Stored data entries
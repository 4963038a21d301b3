use anyhow::Result;
use clap::Parser;
use std::path::PathBuf;

use eegw::config::{category_rules, parse_label_list, parse_timezone};
use eegw::io::{SafetensorsReader, SafetensorsWriter};
use eegw::{Baseline, EpochWindow, ErpConfig, ErpError, FilterBand, FilterMethod, FilterSpec, Stage, StageError};

#[derive(Debug, Parser)]
#[command(name = "erp", about = "Average event-related potentials from a continuous EEG recording")]
struct Args {
    /// Input recording (.safetensors)
    input: PathBuf,

    /// Output file for the averages; must not exist
    output: PathBuf,

    /// Event codes to segment around (comma-separated)
    #[arg(long)]
    labels: String,

    /// Category name per event code (comma-separated, same count as --labels)
    #[arg(long)]
    categories: Option<String>,

    /// Window start relative to the event (s)
    #[arg(long, default_value_t = -1.0, allow_negative_numbers = true)]
    tmin: f64,

    /// Window end relative to the event (s)
    #[arg(long, default_value_t = 1.0, allow_negative_numbers = true)]
    tmax: f64,

    /// Highpass cutoff (Hz); above --lowpass makes a band-stop
    #[arg(long)]
    highpass: Option<f64>,

    /// Lowpass cutoff (Hz)
    #[arg(long)]
    lowpass: Option<f64>,

    /// Line-noise frequency to notch out (Hz)
    #[arg(long)]
    notch: Option<f64>,

    /// Butterworth order
    #[arg(long, default_value_t = 4)]
    filter_order: usize,

    /// iir (Butterworth, forward-backward) or fir (windowed sinc)
    #[arg(long, default_value = "iir")]
    filter_method: FilterMethod,

    /// Drop a segment if max - min on any channel exceeds this (µV)
    #[arg(long)]
    artifact_detection: Option<f32>,

    /// Subtract the pre-event mean from every segment
    #[arg(long)]
    baseline: bool,

    /// Baseline start (s); defaults to --tmin
    #[arg(long, allow_negative_numbers = true)]
    baseline_start: Option<f64>,

    /// Baseline end (s); defaults to 0
    #[arg(long, allow_negative_numbers = true)]
    baseline_end: Option<f64>,

    /// Re-reference the averages to the mean of good channels
    #[arg(long)]
    average_ref: bool,

    /// IANA timezone for history timestamps
    #[arg(long, default_value = "UTC")]
    timezone: String,

    /// Log progress and every history entry
    #[arg(short, long)]
    verbose: bool,
}

impl Args {
    fn config(&self) -> eegw::error::Result<ErpConfig> {
        let labels = parse_label_list(&self.labels)?;
        let names = self.categories.as_deref().map(parse_label_list).transpose()?;

        let spec = |band| match self.filter_method {
            FilterMethod::Iir => FilterSpec::iir(band, self.filter_order),
            FilterMethod::Fir => FilterSpec::fir(band),
        };
        let mut filters = Vec::new();
        if let Some(band) = FilterBand::from_cutoffs(self.highpass, self.lowpass)? {
            filters.push(spec(band));
        }
        if let Some(freq) = self.notch {
            filters.push(spec(FilterBand::notch(freq)));
        }

        let baseline = (self.baseline || self.baseline_start.is_some() || self.baseline_end.is_some())
            .then_some(Baseline { start: self.baseline_start, end: self.baseline_end });

        Ok(ErpConfig {
            filters,
            window: EpochWindow { tmin: self.tmin, tmax: self.tmax },
            baseline,
            reject_threshold: self.artifact_detection,
            categories: category_rules(&labels, names.as_deref())?,
            average_reference: self.average_ref,
            timezone: parse_timezone(&self.timezone)?,
            verbose: self.verbose,
        })
    }
}

fn main() -> Result<()> {
    let args = Args::parse();

    let level = if args.verbose { log::LevelFilter::Info } else { log::LevelFilter::Warn };
    env_logger::Builder::new()
        .filter_level(level)
        .format_timestamp(None)
        .parse_default_env()
        .init();

    let configure = |e: ErpError| StageError::new(Stage::Configure, args.input.display().to_string(), e);
    let cfg = args.config().map_err(configure)?;
    let mut reader = SafetensorsReader::new(&args.input);
    let mut writer = SafetensorsWriter::new(&args.output).map_err(configure)?;

    let report = eegw::run(&cfg, &mut reader, &mut writer)?;
    for c in &report.categories {
        println!(
            "{:<16} {:>4} averaged  {:>4} rejected  {:>4} out of range",
            c.label, c.retained, c.rejected, c.out_of_range
        );
    }
    println!("Written → {}", args.output.display());
    Ok(())
}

## [ABOUT THIS TASK]
Repeat each entry exactly as it was given.

## [EXERCISE ANSWER]
repository 4963038a21d301b3
use anyhow::Result;
use clap::Parser;
use std::path::PathBuf;

use eegw::config::{category_rules, parse_label_list, parse_timezone};
use eegw::io::{SafetensorsReader, SafetensorsWriter};
use eegw::{Baseline, EpochWindow, ErpConfig, ErpError, FilterBand, FilterMethod, FilterSpec, Stage, StageError};

#[derive(Debug, Parser)]
#[command(name = "erp", about = "Average event-related potentials from a continuous EEG recording")]
struct Args {
    /// Input recording (.safetensors)
    input: PathBuf,

    /// Output file for the averages; must not exist
    output: PathBuf,

    /// Event codes to segment around (comma-separated)
    #[arg(long)]
    labels: String,

    /// Category name per event code (comma-separated, same count as --labels)
    #[arg(long)]
    categories: Option<String>,

    /// Window start relative to the event (s)
    #[arg(long, default_value_t = -1.0, allow_negative_numbers = true)]
    tmin: f64,

    /// Window end relative to the event (s)
    #[arg(long, default_value_t = 1.0, allow_negative_numbers = true)]
    tmax: f64,

    /// Highpass cutoff (Hz); above --lowpass makes a band-stop
    #[arg(long)]
    highpass: Option<f64>,

    /// Lowpass cutoff (Hz)
    #[arg(long)]
    lowpass: Option<f64>,

    /// Line-noise frequency to notch out (Hz)
    #[arg(long)]
    notch: Option<f64>,

    /// Butterworth order
    #[arg(long, default_value_t = 4)]
    filter_order: usize,

    /// iir (Butterworth, forward-backward) or fir (windowed sinc)
    #[arg(long, default_value = "iir")]
    filter_method: FilterMethod,

    /// Drop a segment if max - min on any channel exceeds this (µV)
    #[arg(long)]
    artifact_detection: Option<f32>,

    /// Subtract the pre-event mean from every segment
    #[arg(long)]
    baseline: bool,

    /// Baseline start (s); defaults to --tmin
    #[arg(long, allow_negative_numbers = true)]
    baseline_start: Option<f64>,

    /// Baseline end (s); defaults to 0
    #[arg(long, allow_negative_numbers = true)]
    baseline_end: Option<f64>,

    /// Re-reference the averages to the mean of good channels
    #[arg(long)]
    average_ref: bool,

    /// IANA timezone for history timestamps
    #[arg(long, default_value = "UTC")]
    timezone: String,

    /// Log progress and every history entry
    #[arg(short, long)]
    verbose: bool,
}

impl Args {
    fn config(&self) -> eegw::error::Result<ErpConfig> {
        let labels = parse_label_list(&self.labels)?;
        let names = self.categories.as_deref().map(parse_label_list).transpose()?;

        let spec = |band| match self.filter_method {
            FilterMethod::Iir => FilterSpec::iir(band, self.filter_order),
            FilterMethod::Fir => FilterSpec::fir(band),
        };
        let mut filters = Vec::new();
        if let Some(band) = FilterBand::from_cutoffs(self.highpass, self.lowpass)? {
            filters.push(spec(band));
        }
        if let Some(freq) = self.notch {
            filters.push(spec(FilterBand::notch(freq)));
        }

        let baseline = (self.baseline || self.baseline_start.is_some() || self.baseline_end.is_some())
            .then_some(Baseline { start: self.baseline_start, end: self.baseline_end });

        Ok(ErpConfig {
            filters,
            window: EpochWindow { tmin: self.tmin, tmax: self.tmax },
            baseline,
            reject_threshold: self.artifact_detection,
            categories: category_rules(&labels, names.as_deref())?,
            average_reference: self.average_ref,
            timezone: parse_timezone(&self.timezone)?,
            verbose: self.verbose,
        })
    }
}

fn main() -> Result<()> {
    let args = Args::parse();

    let level = if args.verbose { log::LevelFilter::Info } else { log::LevelFilter::Warn };
    env_logger::Builder::new()
        .filter_level(level)
        .format_timestamp(None)
        .parse_default_env()
        .init();

    let configure = |e: ErpError| StageError::new(Stage::Configure, args.input.display().to_string(), e);
    let cfg = args.config().map_err(configure)?;
    let mut reader = SafetensorsReader::new(&args.input);
    let mut writer = SafetensorsWriter::new(&args.output).map_err(configure)?;

    let report = eegw::run(&cfg, &mut reader, &mut writer)?;
    for c in &report.categories {
        println!(
            "{:<16} {:>4} averaged  {:>4} rejected  {:>4} out of range",
            c.label, c.retained, c.rejected, c.out_of_range
        );
    }
    println!("Written → {}", args.output.display());
    Ok(())
}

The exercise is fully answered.